After only a year, Chagnon-Zimmerly was again promoted, this time to sous-chef proper. He had found his feet at NoNa, and his charcuterie program was successful and expanding.

“We started doing what we call ‘Pig Day’ at the restaurant,” he says. “We close for a whole day in October and bring in five to six whole pigs to really kick-start the charcuterie for the year. It’s a real team-building exercise. Anyone, from the cooks to the waitstaff, is welcome to come and learn.

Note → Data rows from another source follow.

//! # evchain-core: Foundational Types for the Evidence Chain
//!
//! This crate is the leaf of the evchain dependency graph. It owns the
//! primitives every binding stage relies on: the canonical serialization,
//! the content digest, UTC timestamps, and the error taxonomy.
//!
//! ## Key Design Principles
//!
//! 1. **`CanonicalBytes` newtype.** ALL hash computation flows through
//!    `CanonicalBytes::new()`. No raw `serde_json::to_vec()` for digests.
//!    Two executions over the same logical value hash the same bytes.
//!
//! 2. **`sha256_hex()` accepts only `&CanonicalBytes`.** Compile-time
//!    enforcement that every stage hash is a hash of canonical bytes.
//!
//! 3. **Fail closed.** Cyclic or unbounded input is a `StructuralError`,
//!    never an infinite loop or a silently truncated value.
//!
//! 4. **UTC-only timestamps.** `Timestamp` renders `YYYY-MM-DDTHH:MM:SSZ`.
//!
//! ## Crate Policy
//!
//! - No dependencies on other `evchain-*` crates.
//! - No `unsafe` code.
//! - No `panic!()` or `.unwrap()` outside tests.

pub mod canonical;
pub mod digest;
pub mod error;
pub mod temporal;

// Re-export primary types for ergonomic imports.
pub use canonical::{canonicalize, CanonicalBytes, MAX_NESTING_DEPTH, PAYLOAD_ENVELOPE_DEPTH};
pub use digest::{is_sha256_hex, sha256_digest, sha256_hex, ContentDigest, DigestAlgorithm};
pub use error::{ChainError, InvariantCode, InvariantViolation, StructuralError};
pub use temporal::Timestamp;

Not everyone gets the experience of breaking down a whole animal, so it’s a valuable day.”

Chagnon-Zimmerly is particularly proud of the coppa, pancetta, guanciale, and lonza he and his team produce: “I’m happy with it all, don’t get me wrong, but I think those are the items we’re really nailing.”

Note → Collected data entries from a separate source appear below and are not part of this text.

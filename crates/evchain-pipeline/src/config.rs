//! # Pipeline Configuration
//!
//! Loaded from a YAML file; every field has a default, so an empty file (or
//! no file) yields [`PipelineConfig::default()`]. Environment variables
//! override the file:
//!
//! | Variable                         | Field                      |
//! |----------------------------------|----------------------------|
//! | `EVCHAIN_EMIT_LAW_FINGERPRINT`   | `law.emit_law_fingerprint` |
//! | `EVCHAIN_ANNOTATE_POLICY`        | `policy.annotate`          |
//! | `EVCHAIN_ENFORCE_ON_RUN`         | `enforce_on_run`           |
//!
//! Accepted boolean spellings: `true/false`, `1/0`, `yes/no`, `on/off`.
//!
//! ```yaml
//! law:
//!   emit_law_fingerprint: true
//! policy:
//!   annotate: true
//! enforce_on_run: true
//! ```

use std::path::Path;

use serde::{Deserialize, Serialize};

use evchain_core::ChainError;

pub const ENV_EMIT_LAW_FINGERPRINT: &str = "EVCHAIN_EMIT_LAW_FINGERPRINT";
pub const ENV_ANNOTATE_POLICY: &str = "EVCHAIN_ANNOTATE_POLICY";
pub const ENV_ENFORCE_ON_RUN: &str = "EVCHAIN_ENFORCE_ON_RUN";

#[derive(Debug, Clone, PartialEq, Eq, Serialize, Deserialize)]
#[serde(default, deny_unknown_fields)]
pub struct PipelineConfig {
    pub law: LawConfig,
    pub policy: PolicyConfig,
    /// Run the invariant enforcer on every chain the pipeline produces.
    pub enforce_on_run: bool,
}

#[derive(Debug, Clone, Default, PartialEq, Eq, Serialize, Deserialize)]
#[serde(default, deny_unknown_fields)]
pub struct LawConfig {
    /// Attach the rule-table fingerprint to every verdict.
    pub emit_law_fingerprint: bool,
}

#[derive(Debug, Clone, Default, PartialEq, Eq, Serialize, Deserialize)]
#[serde(default, deny_unknown_fields)]
pub struct PolicyConfig {
    /// Write `policy_id`, `priority` and `requires_human` into policies.
    pub annotate: bool,
}

impl Default for PipelineConfig {
    fn default() -> Self {
        Self {
            law: LawConfig::default(),
            policy: PolicyConfig::default(),
            enforce_on_run: true,
        }
    }
}

impl PipelineConfig {
    /// Parse a YAML document. An empty document is the default config.
    pub fn from_yaml_str(yaml: &str) -> Result<Self, ChainError> {
        if yaml.trim().is_empty() {
            return Ok(Self::default());
        }
        serde_yaml::from_str(yaml)
            .map_err(|e| ChainError::InvalidInput(format!("invalid pipeline config: {e}")))
    }

    /// Read and parse a YAML config file.
    pub fn load(path: &Path) -> Result<Self, ChainError> {
        let content = std::fs::read_to_string(path).map_err(|e| {
            ChainError::InvalidInput(format!("cannot read config {}: {e}", path.display()))
        })?;
        Self::from_yaml_str(&content)
    }

    /// Apply `EVCHAIN_*` environment overrides.
    pub fn apply_env(self) -> Result<Self, ChainError> {
        self.apply_overrides(|key| std::env::var(key).ok())
    }

    /// Apply overrides from an arbitrary key lookup.
    pub fn apply_overrides(
        mut self,
        lookup: impl Fn(&str) -> Option<String>,
    ) -> Result<Self, ChainError> {
        if let Some(v) = lookup(ENV_EMIT_LAW_FINGERPRINT) {
            self.law.emit_law_fingerprint = parse_flag(ENV_EMIT_LAW_FINGERPRINT, &v)?;
        }
        if let Some(v) = lookup(ENV_ANNOTATE_POLICY) {
            self.policy.annotate = parse_flag(ENV_ANNOTATE_POLICY, &v)?;
        }
        if let Some(v) = lookup(ENV_ENFORCE_ON_RUN) {
            self.enforce_on_run = parse_flag(ENV_ENFORCE_ON_RUN, &v)?;
        }
        Ok(self)
    }
}

fn parse_flag(key: &str, value: &str) -> Result<bool, ChainError> {
    match value.trim().to_ascii_lowercase().as_str() {
        "true" | "1" | "yes" | "on" => Ok(true),
        "false" | "0" | "no" | "off" => Ok(false),
        other => Err(ChainError::InvalidInput(format!(
            "{key} must be a boolean, got {other:?}"
        ))),
    }
}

When it was internally announced that Vettorel and business partner Chris Schlesak would open a second restaurant, Chagnon-Zimmerly was promoted for a third time, to become North and Navy’s chef de cuisine. The kitchen would run under his watchful eye and he would be responsible for new menu development, as well as all the other duties of a chef.

Chef de Cuisine Eric Chagnon-Zimmerly. Photo by Chris Schlesak

The COVID-19 pandemic and subsequent lockdowns would have other ideas about that.

With all work on that new restaurant, Cantina Gia, halted, and NoNa’s doors shut, it was up to Chagnon-Zimmerly and Vettorel to close the kitchen and start talking about how to move forward.

“I remember it not seeming real at first,” he recalls. “Adam and I just both showed up at 9am with this manic energy. We started cleaning the kitchen and discussing what to do next.”

These early discussions led to North and Navy being one of the first high-end Ottawa restaurants to offer takeout, paving the way for many others in the industry.

“Looking back, we weren’t thinking about coming out ahead of anyone. It was more about how to save the product, would the community want our takeout—and were we even doing the right thing?”

Finally, as restrictions eased and Vettorel was able to go back to the business of opening a second spot, Chagnon-Zimmerly was able to fully embrace his role as chef de cuisine.

“March of 2021, that’s when it really felt real,” he remembers. “Guests were back in the dining room, and the menu was mostly mine. It’s been a real transition.”

Baby fennel, braised in carrot juice with pickled carrots, fennel tops and bottarga. Photo by Chris Schlesak

Not only a change of position, he emphasizes, but also of becoming a leader and teacher. “It’s gratifying, seeing your cooks learn and improve. We’re a small team and we’re as close as we’ve ever been. My job isn’t just about being the best cook I can be anymore, it’s about fostering the skills of others, and I really enjoy that.”

Chagnon-Zimmerly isn’t sure what the future holds for him yet. “I’ve learned I like teaching and I’d like to study the anthropology of food,” he says. “Of course, I love working on charcuterie and making fresh pasta, too.” Years ago, he might’ve said he wanted to open his own space.

“Now, though, I know I’ve found a home here at NoNa.”